The number of times each ensemble member is the top contributor to each of the highest ranking PCs is tallied. Four different subsets of ensemble members are defined: subset A, containing every ensemble member that was the top contributor at least once to the PCs that as a group account for 95% of cumulative forecast variability; subset B, containing every ensemble member that was the top contributor at least once to the PCs that each account for at least 2.0% of forecast variability; subset C, containing every ensemble member that was the top contributor at least once to the PCs that as a group account for 90% of cumulative forecast variability; and subset D, containing only the ensemble members that were most frequently the top contributor to the PCs that account for 95% of cumulative forecast variability (subset D is therefore a subset of subset A). Details of which ensemble members are included in each candidate subset for the nested 12-km domain are listed in Table 3. The size and membership of each subset is unique to this particular domain configuration; the PCA method selects a different set and number of members for the 36-km domain, both over the full domain and the 12-km subdomain. Thus, ensemble performance depends upon both the specific region covered and the resolution of the simulations, indicating that the PCA method would need to be performed anew if we changed the setup of the ensemble or the forecast domain, or if other users choose to apply this down-selection method to other ensemble modeling systems.
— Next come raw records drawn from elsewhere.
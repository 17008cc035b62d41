use std::collections::HashSet;

use futures::future::try_join_all;
use tracing::debug;
use uuid::Uuid;

use crate::errors::{AppError, StorageError};
use crate::notifications::feed::{assemble_feed, NotificationItem};
use crate::notifications::keys::MAX_KEY_LEN;
use crate::notifications::synthesizer::{synthesize, training_since, DogRecords};
use crate::records::models::DogSummary;
use crate::records::RecordRepository;
use crate::state::AppState;

/// Builds the user's notification feed: synthesize, overlay read marks, sort, cap.
/// Any storage error fails the whole feed.
pub async fn list_notifications(
    state: &AppState,
    user_id: Uuid,
) -> Result<Vec<NotificationItem>, AppError> {
    let now = state.clock.now();

    let dogs = state.records.list_dogs(user_id).await?;
    if dogs.is_empty() {
        return Ok(Vec::new());
    }

    let records = state.records.as_ref();
    let (dog_records, training) = tokio::try_join!(
        try_join_all(dogs.into_iter().map(|dog| load_dog_records(records, dog))),
        records.list_training_sessions(user_id, training_since(now.date_naive())),
    )?;

    let candidates = synthesize(&dog_records, &training, now);

    let read_ids = if candidates.is_empty() {
        HashSet::new()
    } else {
        let ids: Vec<String> = candidates.iter().map(|c| c.id.clone()).collect();
        state.read_state.has_read(user_id, &ids).await?
    };

    debug!(
        "Notifications for user {user_id}: {} candidates, {} read",
        candidates.len(),
        read_ids.len()
    );
    Ok(assemble_feed(candidates, &read_ids))
}

/// Marks one notification key read for the user. Repeating the call is a no-op.
pub async fn mark_notification_read(
    state: &AppState,
    user_id: Uuid,
    key: &str,
) -> Result<(), AppError> {
    let key = key.trim();
    if key.is_empty() {
        return Err(AppError::Validation(
            "notification id cannot be empty".to_string(),
        ));
    }
    if key.len() > MAX_KEY_LEN {
        return Err(AppError::Validation(format!(
            "notification id exceeds {MAX_KEY_LEN} characters"
        )));
    }

    state.read_state.mark_read(user_id, key).await?;
    debug!("Marked notification {key} read for user {user_id}");
    Ok(())
}

async fn load_dog_records(
    records: &dyn RecordRepository,
    dog: DogSummary,
) -> Result<DogRecords, StorageError> {
    let (vaccinations, appointments) = tokio::try_join!(
        records.list_vaccinations(dog.id),
        records.list_appointments(dog.id),
    )?;
    Ok(DogRecords {
        dog,
        vaccinations,
        appointments,
    })
}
Summary of which members were included in each candidate ensemble subset for the 12-km domain. See text for description of how each subset was defined.

There are a couple potential caveats with the PCA down-selection method. By performing the PCA in observation space there is no guarantee that the down-selected ensemble is the best choice over the entire domain. It should also be noted that it is possible that some user needs will not be satisfied by a smaller ensemble size if extreme scenarios are desired.

### b. Correlation analysis

When down-selecting to a subset of ensemble members, it is desirable to exclude members that provide redundant information. One method that can shed light on whether certain members are providing redundant information is correlation analysis. We choose to correlate the forecast errors for each ensemble member. This process additionally allows us to interpret which physics schemes provide the most variability in the ensemble.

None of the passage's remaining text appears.